__EXERCISE__. Your answer should be every line of the entries that has the string "spheres" in it.
#### MATERIAL FOR THIS TASK ####
use clap::Parser;
use log::{error, info};
use minifb::{Key, Window, WindowOptions};

mod cli;
mod logger;

use cli::Args;
use logger::init_logger;
use roomtracer::config::load_scene;
use roomtracer::output::{pack_rgb, save_png};
use roomtracer::{Color, RenderOptions, Scene, render_frame};

fn init_scene(args: &Args) -> roomtracer::Result<Scene> {
    let mut scene = match &args.scene {
        Some(path) => {
            info!("Loading scene from {}", path.display());
            load_scene(path, args.width, args.height)?
        }
        None => Scene::showcase(args.width, args.height)?,
    };
    if let Some(eye_distance) = args.eye_distance {
        scene = scene.with_eye_distance(eye_distance)?;
    }
    if let Some(bounces) = args.bounces {
        scene = scene.with_max_bounces(bounces);
    }
    info!(
        "Scene: {} spheres, {} lights, {} bounces",
        scene.spheres.len(),
        scene.lights.len(),
        scene.max_bounces
    );
    Ok(scene)
}

fn show(buffer: &[Color], width: usize, height: usize) -> Result<(), minifb::Error> {
    let pixels: Vec<u32> = buffer.iter().map(|&c| pack_rgb(c)).collect();
    let mut window = Window::new(
        "Roomtracer",
        width,
        height,
        WindowOptions {
            resize: false,
            scale: minifb::Scale::FitScreen,
            ..WindowOptions::default()
        },
    )?;
    window.set_target_fps(60);

    while window.is_open() && !window.is_key_down(Key::Escape) {
        window.update_with_buffer(&pixels, width, height)?;
    }
    Ok(())
}

fn run(args: &Args) -> Result<(), Box<dyn std::error::Error>> {
    let scene = init_scene(args)?;
    let (width, height) = (args.width, args.height);
    let options = RenderOptions {
        stride: args.stride,
    };

    let mut buffer = vec![Color::ZERO; width as usize * height as usize];
    render_frame(&scene, width, height, &options, &mut buffer)?;

    match &args.output {
        Some(path) => save_png(path, width, height, &buffer)?,
        None => show(&buffer, width as usize, height as usize)?,
    }
    Ok(())
}

fn main() {
    let args = Args::parse();
    init_logger(args.log_level.clone().into());

    if let Err(e) = run(&args) {
        error!("{e}");
        std::process::exit(1);
    }
}
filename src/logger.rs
use log::LevelFilter;

/// Initialize the logger with the specified level
pub fn init_logger(level: LevelFilter) {
    env_logger::Builder::from_default_env()
        .filter_level(level)
        .format_timestamp_millis()
        .init();
}
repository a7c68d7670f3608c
use std::path::PathBuf;

#[derive(Debug, thiserror::Error)]
pub enum RenderError {
    #[error("cannot normalize a zero-length vector")]
    ZeroLengthVector,

    #[error("invalid sphere #{index}: {reason}")]
    InvalidSphere { index: usize, reason: String },

    #[error("invalid light #{index}: {reason}")]
    InvalidLight { index: usize, reason: String },

    #[error("invalid viewport {width}x{height}: {reason}")]
    InvalidViewport {
        width: u32,
        height: u32,
        reason: String,
    },

    #[error("invalid room: {0}")]
    InvalidRoom(String),

    #[error("eye distance must be positive and finite, got {0}")]
    InvalidEyeDistance(f64),

    #[error("scene file not found: {0}")]
    SceneNotFound(PathBuf),

    #[error("failed to read scene file: {0}")]
    Io(#[from] std::io::Error),

    #[error("failed to parse scene file: {0}")]
    Parse(#[from] serde_yaml::Error),

    #[error("failed to write image: {0}")]
    Image(#[from] image::ImageError),
}

pub type Result<T> = std::result::Result<T, RenderError>;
####
__RESPONSE__.
        "Scene: {} spheres, {} lights, {} bounces",
        scene.spheres.len(),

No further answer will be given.